Background: Chemotherapy and radiation treatments for cancer and other diseases can cause male infertility. There are currently no options to preserve the fertility of prepubertal boys who are not yet making sperm. Cryopreservation of spermatogonial stem cells (SSCs, obtained via testicular biopsy) followed by autologous transplantation back into the testes at a later date may restore fertility in these patients. However, this approach carries an inherent risk of reintroducing cancer.
Methods: To address this aspect of SSC transplantation safety, prepubertal non-human primate testis cell suspensions were inoculated with MOLT4 T-lymphoblastic leukemia cells and subsequently sorted for cell surface markers CD90 (THY-1) and CD45.
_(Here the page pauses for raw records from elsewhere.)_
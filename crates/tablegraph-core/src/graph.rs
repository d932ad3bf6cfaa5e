//! Dependency graph construction and topological ordering.

use std::cmp::Reverse;
use std::collections::{BTreeSet, BinaryHeap, HashMap};

/// A directed graph over table names with a fixed node set.
///
/// Nodes are registered in the order given at construction; the schema
/// passes them lexicographically, and the sort breaks ties toward the
/// earliest node, so the output is byte-identical across runs for an
/// identical table and edge set.
pub(crate) struct DependencyGraph {
    names: Vec<String>,
    index: HashMap<String, usize>,
    /// Per node: the nodes that must come after it.
    dependents: Vec<BTreeSet<usize>>,
    /// Per node: how many nodes it waits on.
    dependency_counts: Vec<usize>,
}

impl DependencyGraph {
    /// Create a graph with one node per name, in the given order.
    pub(crate) fn new(names: Vec<String>) -> Self {
        let index = names
            .iter()
            .enumerate()
            .map(|(i, name)| (name.clone(), i))
            .collect();
        let dependents = vec![BTreeSet::new(); names.len()];
        let dependency_counts = vec![0; names.len()];
        Self {
            names,
            index,
            dependents,
            dependency_counts,
        }
    }

    /// Record that `dependency` must be emitted before `dependent`.
    ///
    /// Both names must be registered nodes; the schema validates edges
    /// before building the graph.
    pub(crate) fn add_edge(&mut self, dependency: &str, dependent: &str) {
        let (Some(&dep), Some(&node)) = (self.index.get(dependency), self.index.get(dependent))
        else {
            debug_assert!(false, "edge references an unregistered node");
            return;
        };
        if self.dependents[dep].insert(node) {
            self.dependency_counts[node] += 1;
        }
    }

    /// Kahn's algorithm with a smallest-node-first ready queue.
    ///
    /// `Err` carries the names still caught in a cycle, sorted.
    pub(crate) fn toposort(self) -> Result<Vec<String>, Vec<String>> {
        let DependencyGraph {
            names,
            dependents,
            mut dependency_counts,
            ..
        } = self;

        let mut ready: BinaryHeap<Reverse<usize>> = dependency_counts
            .iter()
            .enumerate()
            .filter(|(_, &count)| count == 0)
            .map(|(node, _)| Reverse(node))
            .collect();

        let mut order = Vec::with_capacity(names.len());
        while let Some(Reverse(node)) = ready.pop() {
            order.push(node);
            for &next in &dependents[node] {
                dependency_counts[next] -= 1;
                if dependency_counts[next] == 0 {
                    ready.push(Reverse(next));
                }
            }
        }

        if order.len() != names.len() {
            let mut cyclic: Vec<String> = dependency_counts
                .iter()
                .enumerate()
                .filter(|(_, &count)| count > 0)
                .map(|(node, _)| names[node].clone())
                .collect();
            cyclic.sort();
            return Err(cyclic);
        }

        Ok(order.into_iter().map(|node| names[node].clone()).collect())
    }
}
//! Schema dependency graph builder and topological orderer.
//!
//! Given a set of table definitions derived from application entity types,
//! this crate registers them in a [`Schema`], infers a directed dependency
//! relation from their foreign-key-bearing edges, and computes a
//! deterministic order in which the tables can be created so that every
//! table referenced by a foreign key exists before the table referencing it.
//!
//! Column derivation and DDL emission live outside this crate: a generator
//! consumes [`Schema::sorted_tables`] together with each table's fields,
//! key groups, and foreign keys and emits statements in the returned order.

pub mod error;
mod graph;
pub mod model;
pub mod schema;

pub use error::SchemaError;
pub use model::{Edge, EdgeKind, Field, ForeignKey, MainTable, ReferenceOption, SourceType, Table};
pub use schema::Schema;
Results: Cancer cells segregated to the CD90-/CD45+ fraction and produced tumors in nude mice. Nearly all sorted DEAD box polypeptide 4-positive (VASA+) spermatogonia segregated to the CD90+/CD45- fraction. In a preliminary experiment, a purity check of the sorted putative stem cell fraction (CD90+/CD45-) revealed 0.1% contamination with cancer cells, which was sufficient to produce tumors in nude mice. We hypothesized that the contamination resulted from mis-sorting due to cell clumping and employed singlet discrimination (SD) in four subsequent experiments. Purity checks revealed no cancer cell contamination in the CD90+/CD45- fraction from three of the four SD replicates and these fractions produced no tumors when transplanted into nude mouse testes.
Conclusions: We conclude that spermatogonia can be separated from contaminating malignant cells by fluorescence-activated cell sorting prior to SSC transplantation and that post-sorting purity checks are required to confirm elimination of malignant cells.